** PROVIDED DATA **
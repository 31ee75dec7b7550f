const SUFFIXES: [(f64, &str); 4] = [
    (1e12, "T"),
    (1e9, "B"),
    (1e6, "M"),
    (1e3, "K"),
];

/// Shorten a count for display with one decimal place: `1234567` becomes `1.2M`.
pub fn numerize(value: i64) -> String {
    let magnitude = value.unsigned_abs() as f64;
    let sign = if value < 0 { "-" } else { "" };

    for (i, (scale, suffix)) in SUFFIXES.iter().enumerate() {
        if magnitude >= *scale {
            let scaled = format!("{:.1}", magnitude / scale);

            // 999_960 rounds to 1000.0K, which reads as 1M
            if let Some((bigger, suffix)) = i.checked_sub(1).map(|j| SUFFIXES[j]) {
                if scaled.parse::<f64>().is_ok_and(|rounded| rounded >= 1000.0) {
                    return shorten(sign, magnitude / bigger, suffix);
                }
            }

            return shorten(sign, magnitude / scale, suffix);
        }
    }

    value.to_string()
}

fn shorten(sign: &str, scaled: f64, suffix: &str) -> String {
    let scaled = format!("{scaled:.1}");
    let scaled = scaled.strip_suffix(".0").unwrap_or(&scaled);
    format!("{sign}{scaled}{suffix}")
}
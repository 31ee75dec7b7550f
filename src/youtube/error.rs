use reqwest::StatusCode;
use snafu::{Location, Snafu};

pub type Result<T, E = YouTubeError> = ::std::result::Result<T, E>;

#[derive(Debug, Snafu)]
#[snafu(visibility(pub(crate)))]
pub enum YouTubeError {
    #[snafu(display("could not build the http client: {source}"))]
    BuildClient {
        source: reqwest::Error,
        #[snafu(implicit)]
        location: Location,
    },

    #[snafu(display("request to `{resource}` failed: {source}"))]
    Request {
        resource: &'static str,
        source: reqwest::Error,
        #[snafu(implicit)]
        location: Location,
    },

    #[snafu(display("API returned {status} for `{resource}`: {message}"))]
    Api {
        resource: &'static str,
        status: StatusCode,
        message: String,
        #[snafu(implicit)]
        location: Location,
    },

    #[snafu(display("malformed response for `{resource}`: {source}"))]
    InvalidBody {
        resource: &'static str,
        source: reqwest::Error,
        #[snafu(implicit)]
        location: Location,
    },
}

impl crate::Located for YouTubeError {
    fn location(&self) -> Location {
        match self {
            YouTubeError::BuildClient { location, .. }
            | YouTubeError::Request { location, .. }
            | YouTubeError::Api { location, .. }
            | YouTubeError::InvalidBody { location, .. } => *location,
        }
    }
}
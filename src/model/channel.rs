use derive_new::new;
use serde::{Deserialize, Serialize};

#[derive(Debug, Clone, PartialEq, Eq, Serialize, Deserialize, new)]
pub struct Channel {
    pub channel_id: String,
    pub channel_name: String,
    /// Topic category URLs, empty when the channel has none.
    #[serde(default)]
    pub channel_type: Vec<String>,
    pub channel_views: i64,
    pub channel_description: String,
    pub channel_status: String,
    pub subscription_count: i64,
    pub total_videos: i64,
    /// The channel's uploads playlist.
    pub playlist_id: String,
}

crate::collection!("channel": Channel = channel_id);

impl Channel {
    /// Topic categories as stored in the warehouse.
    pub fn topics(&self) -> String {
        self.channel_type.join(", ")
    }
}
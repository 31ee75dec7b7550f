use axum::extract::State;
use axum::http::StatusCode;
use axum::response::IntoResponse;
use axum::routing::{get, post};
use axum::{Json, Router};
use axum_extra::extract::{Form, Query};
use axum_template::RenderHtml;
use serde::{Deserialize, Serialize};
use tower_http::trace::TraceLayer;

use crate::dashboard::{Page, PageRequest};
use crate::Located as _;

mod error;
mod state;

pub use error::*;
pub use state::*;

pub type Result<T, E = ApiError> = std::result::Result<T, E>;

pub fn create_router(app: App) -> Router {
    Router::new()
        .route("/", get(index))
        .route("/fetch", post(fetch))
        .route("/health", get(health))
        .layer(TraceLayer::new_for_http())
        .with_state(app)
}

async fn index(State(app): State<App>, Query(request): Query<PageRequest>) -> impl IntoResponse {
    let page = Page::build(app.harvester.warehouse(), request, None, None).await;
    RenderHtml("index.html", app.templates, page)
}

#[derive(Debug, Default, Deserialize)]
#[serde(default)]
struct FetchForm {
    count: Option<usize>,
    channel: Vec<String>,
}

async fn fetch(State(app): State<App>, Form(form): Form<FetchForm>) -> impl IntoResponse {
    let request = PageRequest {
        count: form.count,
        channels: form.channel.clone(),
        ..PageRequest::default()
    };
    let warehouse = app.harvester.warehouse();

    let (status, page) = match app.harvester.run(&form.channel).await {
        Ok(report) => (StatusCode::OK, Page::build(warehouse, request, Some(report), None).await),
        Err(err) => {
            tracing::error!(error = ?err, location = %err.location(), "ingestion failed: {}", err);
            let status = status_of(&err);
            (status, Page::build(warehouse, request, None, Some(err.to_string())).await)
        }
    };

    (status, RenderHtml("index.html", app.templates, page))
}

#[derive(Debug, Serialize)]
struct Health {
    status: &'static str,
    version: &'static str,
}

async fn health() -> Json<Health> {
    Json(Health {
        status: "ok",
        version: env!("CARGO_PKG_VERSION"),
    })
}
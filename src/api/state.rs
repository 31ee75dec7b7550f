use std::collections::HashMap;

use axum_template::engine::Engine;
use derive_new::new;
use snafu::ResultExt as _;
use tera::{Tera, Value};

use super::{Result, TemplateSnafu};
use crate::harvest::Harvester;
use crate::model::numerize;

pub type Templates = Engine<Tera>;

#[derive(Clone, new)]
pub struct App {
    pub harvester: Harvester,
    pub templates: Templates,
}

pub fn create_app(harvester: Harvester) -> Result<App> {
    Ok(App::new(harvester, templates()?))
}

/// The page templates are compiled into the binary.
pub fn templates() -> Result<Templates> {
    let mut tera = Tera::default();
    tera.add_raw_templates([
        ("base.html", include_str!("../../templates/base.html.tera")),
        ("index.html", include_str!("../../templates/index.html.tera")),
    ])
    .context(TemplateSnafu)?;
    tera.register_filter("numerize", numerize_filter);

    Ok(Engine::from(tera))
}

fn numerize_filter(value: &Value, _: &HashMap<String, Value>) -> tera::Result<Value> {
    match value.as_i64() {
        Some(count) => Ok(Value::String(numerize(count))),
        None => Err(tera::Error::msg(format!("numerize expects an integer, got `{value}`"))),
    }
}

#[cfg(test)]
mod tests {
    use serde_json::json;

    use super::*;

    #[test]
    fn numerize_filter_formats_integers() {
        let value = numerize_filter(&json!(1_500_000), &HashMap::new()).unwrap();
        assert_eq!(value, json!("1.5M"));

        assert!(numerize_filter(&json!("many"), &HashMap::new()).is_err());
    }

    #[test]
    fn templates_compile() {
        assert!(templates().is_ok());
    }
}
use serde::de::DeserializeOwned;
use snafu::ResultExt as _;
use surrealdb::engine::any::Any;
use surrealdb::opt::{IntoQuery, QueryResult};
use surrealdb::Surreal;

use super::error::*;

/// An extension trait that allows you to execute raw SurrealQL against a collection. Parameters
/// are bound with [Bindings::bind] which takes any serializable data structure.
///
/// # Example
/// ```ignore
/// let videos: Vec<Video> = database.sql("video", "SELECT * FROM video WHERE channel_id = $channel")
///     .bind(("channel", "UC_acme"))
///     .fetch()
///     .await?;
/// ```
pub trait Sql {
    fn sql(&self, collection: &'static str, query: impl IntoQuery) -> Bindings<'_>;
}

impl Sql for Surreal<Any> {
    fn sql(&self, collection: &'static str, query: impl IntoQuery) -> Bindings<'_> {
        Bindings {
            collection,
            query: self.query(query),
        }
    }
}

#[derive(Debug)]
pub struct Bindings<'a> {
    collection: &'static str,
    query: surrealdb::method::Query<'a, Any>,
}

impl Bindings<'_> {
    pub fn bind(mut self, params: impl serde::Serialize) -> Self {
        self.query = self.query.bind(params);
        self
    }

    /// Execute the statements and fail if any of them failed. The results are discarded.
    pub async fn execute(self) -> Result<()> {
        let collection = self.collection;
        let response = self.query.await.context(QuerySnafu { collection })?;
        response.check().context(QuerySnafu { collection })?;
        Ok(())
    }

    /// Execute the query and deserialize the result of the first statement.
    pub async fn fetch<T: DeserializeOwned>(self) -> Result<T>
    where
        usize: QueryResult<T>,
    {
        let collection = self.collection;
        let mut response = self.query.await.context(QuerySnafu { collection })?;
        response.take::<T>(0).context(DeserializeSnafu { collection })
    }
}
use derive_new::new;
use serde::{Deserialize, Serialize};

use super::Timestamp;

#[derive(Debug, Clone, PartialEq, Eq, Serialize, Deserialize, new)]
pub struct Comment {
    pub comment_id: String,
    pub video_id: String,
    #[serde(default)]
    pub comment_text: String,
    #[serde(default)]
    pub comment_author: String,
    #[serde(default)]
    pub comment_published_date: Option<Timestamp>,
}

crate::collection!("comment": Comment = comment_id);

** WHAT THE EXERCISE ASKS **
Everything in the material above from the line that has "impl crate::Located for" through the line that has "channel has none." must be duplicated exactly, with no other lines given.

** ANSWER SECTION **
impl crate::Located for YouTubeError {
    fn location(&self) -> Location {
        match self {
            YouTubeError::BuildClient { location, .. }
            | YouTubeError::Request { location, .. }
            | YouTubeError::Api { location, .. }
            | YouTubeError::InvalidBody { location, .. } => *location,
        }
    }
}
filename src/model/channel.rs
use derive_new::new;
use serde::{Deserialize, Serialize};

#[derive(Debug, Clone, PartialEq, Eq, Serialize, Deserialize, new)]
pub struct Channel {
    pub channel_id: String,
    pub channel_name: String,
    /// Topic category URLs, empty when the channel has none.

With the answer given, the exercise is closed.